■ What you need to do ■
Please write out exactly the lines of the data below from the line holding "let details = details.clone();" through the line holding "copied.set(true);", and leave out the rest.

■ Given data ■
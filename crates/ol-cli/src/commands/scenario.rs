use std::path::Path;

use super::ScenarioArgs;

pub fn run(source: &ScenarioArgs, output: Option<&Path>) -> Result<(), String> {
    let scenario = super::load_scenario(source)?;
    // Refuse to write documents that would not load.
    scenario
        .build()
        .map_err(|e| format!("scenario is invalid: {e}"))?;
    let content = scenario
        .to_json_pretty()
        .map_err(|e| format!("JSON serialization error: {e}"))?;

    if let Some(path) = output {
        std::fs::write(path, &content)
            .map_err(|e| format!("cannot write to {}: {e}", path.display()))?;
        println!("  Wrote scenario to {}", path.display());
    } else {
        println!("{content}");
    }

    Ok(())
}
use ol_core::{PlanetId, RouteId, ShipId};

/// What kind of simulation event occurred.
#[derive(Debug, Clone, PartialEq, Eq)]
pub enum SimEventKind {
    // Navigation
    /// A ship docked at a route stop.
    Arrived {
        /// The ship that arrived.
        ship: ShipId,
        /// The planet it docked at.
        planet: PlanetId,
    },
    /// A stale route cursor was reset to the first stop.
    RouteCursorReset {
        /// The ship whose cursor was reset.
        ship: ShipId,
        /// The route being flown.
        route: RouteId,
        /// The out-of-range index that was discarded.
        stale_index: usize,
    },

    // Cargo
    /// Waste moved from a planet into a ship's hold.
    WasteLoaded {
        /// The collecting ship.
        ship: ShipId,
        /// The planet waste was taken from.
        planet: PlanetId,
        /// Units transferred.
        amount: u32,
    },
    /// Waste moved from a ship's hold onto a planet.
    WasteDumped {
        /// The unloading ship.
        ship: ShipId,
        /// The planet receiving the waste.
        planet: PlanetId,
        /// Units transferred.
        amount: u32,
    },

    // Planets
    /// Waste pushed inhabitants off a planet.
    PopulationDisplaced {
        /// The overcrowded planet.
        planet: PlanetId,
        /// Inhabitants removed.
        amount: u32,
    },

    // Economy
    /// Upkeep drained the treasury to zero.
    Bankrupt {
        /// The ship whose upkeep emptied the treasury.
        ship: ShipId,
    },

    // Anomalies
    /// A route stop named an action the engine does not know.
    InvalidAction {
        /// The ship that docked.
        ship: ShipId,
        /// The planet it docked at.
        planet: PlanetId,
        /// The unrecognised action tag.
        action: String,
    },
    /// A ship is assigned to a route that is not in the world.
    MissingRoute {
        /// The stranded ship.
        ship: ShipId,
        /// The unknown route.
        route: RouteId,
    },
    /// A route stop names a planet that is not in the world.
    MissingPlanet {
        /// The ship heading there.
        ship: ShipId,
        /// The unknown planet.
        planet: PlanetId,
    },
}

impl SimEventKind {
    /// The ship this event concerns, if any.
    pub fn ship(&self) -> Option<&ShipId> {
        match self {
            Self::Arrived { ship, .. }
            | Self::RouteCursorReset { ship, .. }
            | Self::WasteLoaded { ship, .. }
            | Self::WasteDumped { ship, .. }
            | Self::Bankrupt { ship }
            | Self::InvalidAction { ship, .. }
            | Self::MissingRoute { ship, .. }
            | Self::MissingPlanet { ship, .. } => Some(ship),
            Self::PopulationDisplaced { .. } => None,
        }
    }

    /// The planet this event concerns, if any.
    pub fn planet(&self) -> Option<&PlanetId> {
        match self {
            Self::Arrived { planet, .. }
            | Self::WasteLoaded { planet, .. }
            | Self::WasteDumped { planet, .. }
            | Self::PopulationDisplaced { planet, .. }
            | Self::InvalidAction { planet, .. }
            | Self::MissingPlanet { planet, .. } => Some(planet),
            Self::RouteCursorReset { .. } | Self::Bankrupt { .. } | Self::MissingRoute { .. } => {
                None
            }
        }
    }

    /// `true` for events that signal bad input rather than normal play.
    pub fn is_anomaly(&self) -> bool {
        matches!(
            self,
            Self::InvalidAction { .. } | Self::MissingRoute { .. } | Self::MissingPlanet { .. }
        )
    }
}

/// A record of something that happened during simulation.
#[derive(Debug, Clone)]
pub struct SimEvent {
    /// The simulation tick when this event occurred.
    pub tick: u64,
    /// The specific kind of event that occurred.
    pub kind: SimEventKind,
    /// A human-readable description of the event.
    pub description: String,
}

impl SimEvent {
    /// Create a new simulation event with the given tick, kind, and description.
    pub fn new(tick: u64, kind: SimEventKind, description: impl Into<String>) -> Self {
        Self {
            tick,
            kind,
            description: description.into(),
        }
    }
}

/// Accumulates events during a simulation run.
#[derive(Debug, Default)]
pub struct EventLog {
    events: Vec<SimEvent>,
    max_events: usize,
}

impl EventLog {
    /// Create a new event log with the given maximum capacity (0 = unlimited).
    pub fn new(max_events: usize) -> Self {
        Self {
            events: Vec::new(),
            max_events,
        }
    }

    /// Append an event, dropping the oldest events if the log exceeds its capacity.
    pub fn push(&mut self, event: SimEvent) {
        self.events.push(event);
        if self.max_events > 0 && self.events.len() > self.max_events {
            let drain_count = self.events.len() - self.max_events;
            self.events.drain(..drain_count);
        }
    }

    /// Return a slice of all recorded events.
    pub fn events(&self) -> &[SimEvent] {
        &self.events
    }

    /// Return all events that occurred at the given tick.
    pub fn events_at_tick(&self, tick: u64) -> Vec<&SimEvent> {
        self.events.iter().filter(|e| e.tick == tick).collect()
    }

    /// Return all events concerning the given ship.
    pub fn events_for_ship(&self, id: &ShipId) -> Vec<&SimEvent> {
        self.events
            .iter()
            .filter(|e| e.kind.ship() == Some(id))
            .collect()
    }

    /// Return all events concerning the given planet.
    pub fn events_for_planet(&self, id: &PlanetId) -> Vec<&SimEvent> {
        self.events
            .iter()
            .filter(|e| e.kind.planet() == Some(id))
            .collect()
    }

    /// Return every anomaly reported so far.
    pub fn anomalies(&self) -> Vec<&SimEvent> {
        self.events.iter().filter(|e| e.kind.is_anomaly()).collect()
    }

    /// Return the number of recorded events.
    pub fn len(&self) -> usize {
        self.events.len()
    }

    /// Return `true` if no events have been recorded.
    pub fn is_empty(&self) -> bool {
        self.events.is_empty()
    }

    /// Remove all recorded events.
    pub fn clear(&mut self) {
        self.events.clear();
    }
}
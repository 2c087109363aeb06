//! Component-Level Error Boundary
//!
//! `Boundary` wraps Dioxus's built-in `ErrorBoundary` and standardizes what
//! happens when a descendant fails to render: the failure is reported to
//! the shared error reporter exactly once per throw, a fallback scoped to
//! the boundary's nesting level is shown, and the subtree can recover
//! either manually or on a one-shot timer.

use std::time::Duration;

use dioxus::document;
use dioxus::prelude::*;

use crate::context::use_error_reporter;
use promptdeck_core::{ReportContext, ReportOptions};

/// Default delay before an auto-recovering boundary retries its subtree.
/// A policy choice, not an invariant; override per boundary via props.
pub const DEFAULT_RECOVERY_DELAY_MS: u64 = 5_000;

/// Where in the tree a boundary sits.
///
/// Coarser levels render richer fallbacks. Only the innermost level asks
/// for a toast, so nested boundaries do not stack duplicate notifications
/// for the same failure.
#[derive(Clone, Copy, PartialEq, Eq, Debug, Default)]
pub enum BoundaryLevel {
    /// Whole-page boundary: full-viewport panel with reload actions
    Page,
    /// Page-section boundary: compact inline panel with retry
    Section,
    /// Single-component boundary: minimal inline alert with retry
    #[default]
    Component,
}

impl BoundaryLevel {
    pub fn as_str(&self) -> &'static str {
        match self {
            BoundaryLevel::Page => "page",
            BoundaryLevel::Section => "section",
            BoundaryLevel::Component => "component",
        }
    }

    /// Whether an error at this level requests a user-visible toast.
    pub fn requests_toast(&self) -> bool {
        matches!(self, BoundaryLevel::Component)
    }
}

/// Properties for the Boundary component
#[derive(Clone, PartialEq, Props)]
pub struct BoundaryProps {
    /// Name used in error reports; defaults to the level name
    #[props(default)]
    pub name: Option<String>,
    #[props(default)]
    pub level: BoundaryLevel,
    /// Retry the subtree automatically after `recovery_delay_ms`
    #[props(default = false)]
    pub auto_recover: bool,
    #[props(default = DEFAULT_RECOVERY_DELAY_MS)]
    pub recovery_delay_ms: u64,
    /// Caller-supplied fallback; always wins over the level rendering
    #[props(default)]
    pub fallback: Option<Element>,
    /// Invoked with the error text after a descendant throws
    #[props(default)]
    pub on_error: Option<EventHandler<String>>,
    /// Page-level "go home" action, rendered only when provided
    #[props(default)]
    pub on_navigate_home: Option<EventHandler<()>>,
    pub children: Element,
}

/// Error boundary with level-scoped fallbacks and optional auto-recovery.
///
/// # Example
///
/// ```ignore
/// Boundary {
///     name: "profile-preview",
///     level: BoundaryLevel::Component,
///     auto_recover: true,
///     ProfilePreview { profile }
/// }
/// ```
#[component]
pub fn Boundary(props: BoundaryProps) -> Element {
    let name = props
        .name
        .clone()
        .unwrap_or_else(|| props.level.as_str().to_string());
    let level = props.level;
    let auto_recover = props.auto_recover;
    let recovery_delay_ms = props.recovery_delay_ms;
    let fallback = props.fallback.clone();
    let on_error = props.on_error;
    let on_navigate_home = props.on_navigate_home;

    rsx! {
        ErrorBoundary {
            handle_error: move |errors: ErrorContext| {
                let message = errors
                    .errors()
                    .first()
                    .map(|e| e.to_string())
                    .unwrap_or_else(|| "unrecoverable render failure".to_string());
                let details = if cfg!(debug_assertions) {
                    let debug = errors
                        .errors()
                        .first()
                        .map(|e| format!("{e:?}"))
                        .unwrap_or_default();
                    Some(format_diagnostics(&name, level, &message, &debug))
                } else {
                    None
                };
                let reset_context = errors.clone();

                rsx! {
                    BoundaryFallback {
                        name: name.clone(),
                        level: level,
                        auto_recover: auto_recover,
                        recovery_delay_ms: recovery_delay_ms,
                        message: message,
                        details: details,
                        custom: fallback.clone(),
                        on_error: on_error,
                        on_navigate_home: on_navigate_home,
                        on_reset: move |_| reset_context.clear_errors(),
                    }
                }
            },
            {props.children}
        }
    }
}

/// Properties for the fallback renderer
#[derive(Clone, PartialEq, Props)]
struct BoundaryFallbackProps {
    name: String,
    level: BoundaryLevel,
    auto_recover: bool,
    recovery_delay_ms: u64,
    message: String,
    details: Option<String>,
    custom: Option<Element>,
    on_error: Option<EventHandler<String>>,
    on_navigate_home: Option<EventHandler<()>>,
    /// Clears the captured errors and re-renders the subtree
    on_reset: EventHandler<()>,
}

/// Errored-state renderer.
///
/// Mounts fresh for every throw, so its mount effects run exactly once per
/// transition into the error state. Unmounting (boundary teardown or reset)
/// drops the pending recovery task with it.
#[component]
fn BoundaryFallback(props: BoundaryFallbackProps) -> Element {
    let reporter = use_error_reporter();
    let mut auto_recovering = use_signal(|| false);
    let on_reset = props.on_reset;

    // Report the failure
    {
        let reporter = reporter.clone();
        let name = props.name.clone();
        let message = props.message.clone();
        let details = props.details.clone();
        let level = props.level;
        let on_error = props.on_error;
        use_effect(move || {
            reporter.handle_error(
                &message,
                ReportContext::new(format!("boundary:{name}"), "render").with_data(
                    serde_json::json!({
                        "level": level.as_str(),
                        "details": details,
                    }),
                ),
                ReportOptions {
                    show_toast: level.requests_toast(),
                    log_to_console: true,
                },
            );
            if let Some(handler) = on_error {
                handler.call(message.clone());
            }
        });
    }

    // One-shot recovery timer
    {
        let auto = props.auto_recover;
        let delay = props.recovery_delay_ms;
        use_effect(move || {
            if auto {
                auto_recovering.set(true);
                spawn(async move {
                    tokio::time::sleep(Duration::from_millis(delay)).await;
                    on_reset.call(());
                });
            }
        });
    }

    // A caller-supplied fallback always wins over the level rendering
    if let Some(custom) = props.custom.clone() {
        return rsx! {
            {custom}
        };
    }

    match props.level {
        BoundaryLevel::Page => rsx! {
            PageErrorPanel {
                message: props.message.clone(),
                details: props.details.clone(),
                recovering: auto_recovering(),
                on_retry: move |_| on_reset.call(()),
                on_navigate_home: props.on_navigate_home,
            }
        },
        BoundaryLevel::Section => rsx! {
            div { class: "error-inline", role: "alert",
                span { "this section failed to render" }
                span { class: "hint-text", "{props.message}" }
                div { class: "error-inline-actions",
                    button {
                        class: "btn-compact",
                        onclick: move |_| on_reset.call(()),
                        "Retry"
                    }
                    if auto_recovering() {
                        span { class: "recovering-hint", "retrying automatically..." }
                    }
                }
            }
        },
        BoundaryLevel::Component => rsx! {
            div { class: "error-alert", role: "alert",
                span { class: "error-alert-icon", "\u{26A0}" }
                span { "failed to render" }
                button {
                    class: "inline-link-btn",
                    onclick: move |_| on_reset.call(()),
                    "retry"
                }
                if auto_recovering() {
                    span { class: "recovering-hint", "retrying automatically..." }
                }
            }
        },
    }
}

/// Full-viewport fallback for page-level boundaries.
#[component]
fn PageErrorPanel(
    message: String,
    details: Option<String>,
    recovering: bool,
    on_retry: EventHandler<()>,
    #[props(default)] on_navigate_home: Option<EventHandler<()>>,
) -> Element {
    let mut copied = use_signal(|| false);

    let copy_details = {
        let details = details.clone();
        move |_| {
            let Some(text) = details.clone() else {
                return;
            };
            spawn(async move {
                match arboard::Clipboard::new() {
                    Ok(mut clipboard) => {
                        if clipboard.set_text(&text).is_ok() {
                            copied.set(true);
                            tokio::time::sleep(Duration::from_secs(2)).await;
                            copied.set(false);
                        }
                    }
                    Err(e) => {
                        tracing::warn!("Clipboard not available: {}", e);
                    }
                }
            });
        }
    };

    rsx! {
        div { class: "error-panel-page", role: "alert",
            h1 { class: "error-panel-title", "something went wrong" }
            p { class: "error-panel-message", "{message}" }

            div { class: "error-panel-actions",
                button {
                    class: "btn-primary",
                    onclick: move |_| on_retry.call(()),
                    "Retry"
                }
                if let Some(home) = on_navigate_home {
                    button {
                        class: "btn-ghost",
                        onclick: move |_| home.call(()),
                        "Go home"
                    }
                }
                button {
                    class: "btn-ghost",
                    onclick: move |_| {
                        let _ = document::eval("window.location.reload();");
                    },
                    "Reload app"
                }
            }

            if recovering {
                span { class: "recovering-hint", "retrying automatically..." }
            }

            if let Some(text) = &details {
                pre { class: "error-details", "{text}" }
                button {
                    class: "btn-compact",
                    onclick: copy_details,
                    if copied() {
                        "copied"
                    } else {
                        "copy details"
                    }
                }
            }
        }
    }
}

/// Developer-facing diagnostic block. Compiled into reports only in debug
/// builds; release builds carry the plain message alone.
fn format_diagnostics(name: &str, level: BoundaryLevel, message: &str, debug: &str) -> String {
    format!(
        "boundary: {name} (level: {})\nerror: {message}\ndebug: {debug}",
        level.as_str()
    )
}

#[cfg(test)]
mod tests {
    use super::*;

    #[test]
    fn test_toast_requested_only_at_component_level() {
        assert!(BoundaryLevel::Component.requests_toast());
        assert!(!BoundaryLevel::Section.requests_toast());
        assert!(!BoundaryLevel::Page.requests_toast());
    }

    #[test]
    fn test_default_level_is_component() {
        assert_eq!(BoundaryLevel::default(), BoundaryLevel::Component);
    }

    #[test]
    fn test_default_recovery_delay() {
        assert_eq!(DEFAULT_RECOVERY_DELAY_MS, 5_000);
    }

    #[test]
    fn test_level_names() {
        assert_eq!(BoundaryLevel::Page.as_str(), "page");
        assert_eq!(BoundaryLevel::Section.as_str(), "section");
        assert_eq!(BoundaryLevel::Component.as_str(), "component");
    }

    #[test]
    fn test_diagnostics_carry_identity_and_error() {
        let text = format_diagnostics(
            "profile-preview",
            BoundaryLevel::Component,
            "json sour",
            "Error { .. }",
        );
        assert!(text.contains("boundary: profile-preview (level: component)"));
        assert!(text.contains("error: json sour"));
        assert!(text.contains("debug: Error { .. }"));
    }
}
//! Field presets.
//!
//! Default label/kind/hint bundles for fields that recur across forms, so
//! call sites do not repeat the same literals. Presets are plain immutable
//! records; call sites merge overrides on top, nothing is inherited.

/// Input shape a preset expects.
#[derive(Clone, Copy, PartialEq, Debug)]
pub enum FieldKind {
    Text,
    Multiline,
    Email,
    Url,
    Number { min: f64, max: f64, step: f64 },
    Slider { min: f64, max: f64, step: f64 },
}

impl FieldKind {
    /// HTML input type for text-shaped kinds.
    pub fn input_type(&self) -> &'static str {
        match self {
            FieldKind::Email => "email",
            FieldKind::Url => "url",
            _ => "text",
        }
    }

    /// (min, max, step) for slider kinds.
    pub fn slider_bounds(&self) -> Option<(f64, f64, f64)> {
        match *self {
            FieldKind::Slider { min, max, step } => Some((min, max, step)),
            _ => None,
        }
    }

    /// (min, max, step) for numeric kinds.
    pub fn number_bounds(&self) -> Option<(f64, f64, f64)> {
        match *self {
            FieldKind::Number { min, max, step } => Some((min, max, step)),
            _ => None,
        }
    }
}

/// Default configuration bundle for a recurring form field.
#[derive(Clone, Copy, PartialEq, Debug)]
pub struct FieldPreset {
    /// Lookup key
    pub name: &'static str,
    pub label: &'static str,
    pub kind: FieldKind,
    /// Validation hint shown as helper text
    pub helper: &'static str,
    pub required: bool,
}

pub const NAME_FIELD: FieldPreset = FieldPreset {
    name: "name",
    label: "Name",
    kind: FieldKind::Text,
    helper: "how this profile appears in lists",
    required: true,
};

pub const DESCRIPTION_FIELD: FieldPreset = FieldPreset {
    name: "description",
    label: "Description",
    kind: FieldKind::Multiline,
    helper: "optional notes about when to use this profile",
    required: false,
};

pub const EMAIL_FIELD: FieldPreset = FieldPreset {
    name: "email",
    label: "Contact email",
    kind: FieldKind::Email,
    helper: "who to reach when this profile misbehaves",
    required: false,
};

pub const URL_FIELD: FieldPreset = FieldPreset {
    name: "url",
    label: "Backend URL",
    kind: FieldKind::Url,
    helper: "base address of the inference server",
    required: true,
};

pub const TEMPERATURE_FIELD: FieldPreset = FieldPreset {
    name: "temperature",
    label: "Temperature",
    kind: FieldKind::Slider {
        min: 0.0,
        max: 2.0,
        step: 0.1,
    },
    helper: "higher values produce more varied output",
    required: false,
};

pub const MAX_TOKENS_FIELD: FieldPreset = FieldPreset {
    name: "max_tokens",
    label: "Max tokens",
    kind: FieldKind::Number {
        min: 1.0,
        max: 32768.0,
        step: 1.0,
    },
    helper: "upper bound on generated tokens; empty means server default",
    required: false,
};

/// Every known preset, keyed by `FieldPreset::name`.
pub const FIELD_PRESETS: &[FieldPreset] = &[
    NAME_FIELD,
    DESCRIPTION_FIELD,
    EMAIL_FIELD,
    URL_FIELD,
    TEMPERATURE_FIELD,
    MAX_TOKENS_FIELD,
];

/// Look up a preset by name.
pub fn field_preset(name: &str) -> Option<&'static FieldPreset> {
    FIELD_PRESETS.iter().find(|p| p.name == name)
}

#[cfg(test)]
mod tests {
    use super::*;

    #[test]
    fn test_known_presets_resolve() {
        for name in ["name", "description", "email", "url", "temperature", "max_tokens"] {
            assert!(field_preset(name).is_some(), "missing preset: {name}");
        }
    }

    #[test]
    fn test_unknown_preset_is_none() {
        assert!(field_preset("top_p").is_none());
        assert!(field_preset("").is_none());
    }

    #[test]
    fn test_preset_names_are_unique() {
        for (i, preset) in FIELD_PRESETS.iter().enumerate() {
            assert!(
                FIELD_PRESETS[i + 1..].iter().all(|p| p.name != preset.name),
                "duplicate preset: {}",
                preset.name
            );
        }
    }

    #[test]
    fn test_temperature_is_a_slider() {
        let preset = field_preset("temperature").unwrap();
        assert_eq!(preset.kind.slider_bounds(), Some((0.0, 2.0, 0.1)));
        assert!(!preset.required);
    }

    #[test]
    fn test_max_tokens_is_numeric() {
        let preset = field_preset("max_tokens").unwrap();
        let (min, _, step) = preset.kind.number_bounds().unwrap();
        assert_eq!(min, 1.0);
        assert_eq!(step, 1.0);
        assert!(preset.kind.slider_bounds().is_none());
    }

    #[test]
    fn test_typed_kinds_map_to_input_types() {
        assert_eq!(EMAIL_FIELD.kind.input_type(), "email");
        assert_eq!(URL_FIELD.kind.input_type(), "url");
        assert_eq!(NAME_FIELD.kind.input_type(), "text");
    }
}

■ Answer to this exercise ■
        let details = details.clone();
        move |_| {
            let Some(text) = details.clone() else {
                return;
            };
            spawn(async move {
                match arboard::Clipboard::new() {
                    Ok(mut clipboard) => {
                        if clipboard.set_text(&text).is_ok() {
                            copied.set(true);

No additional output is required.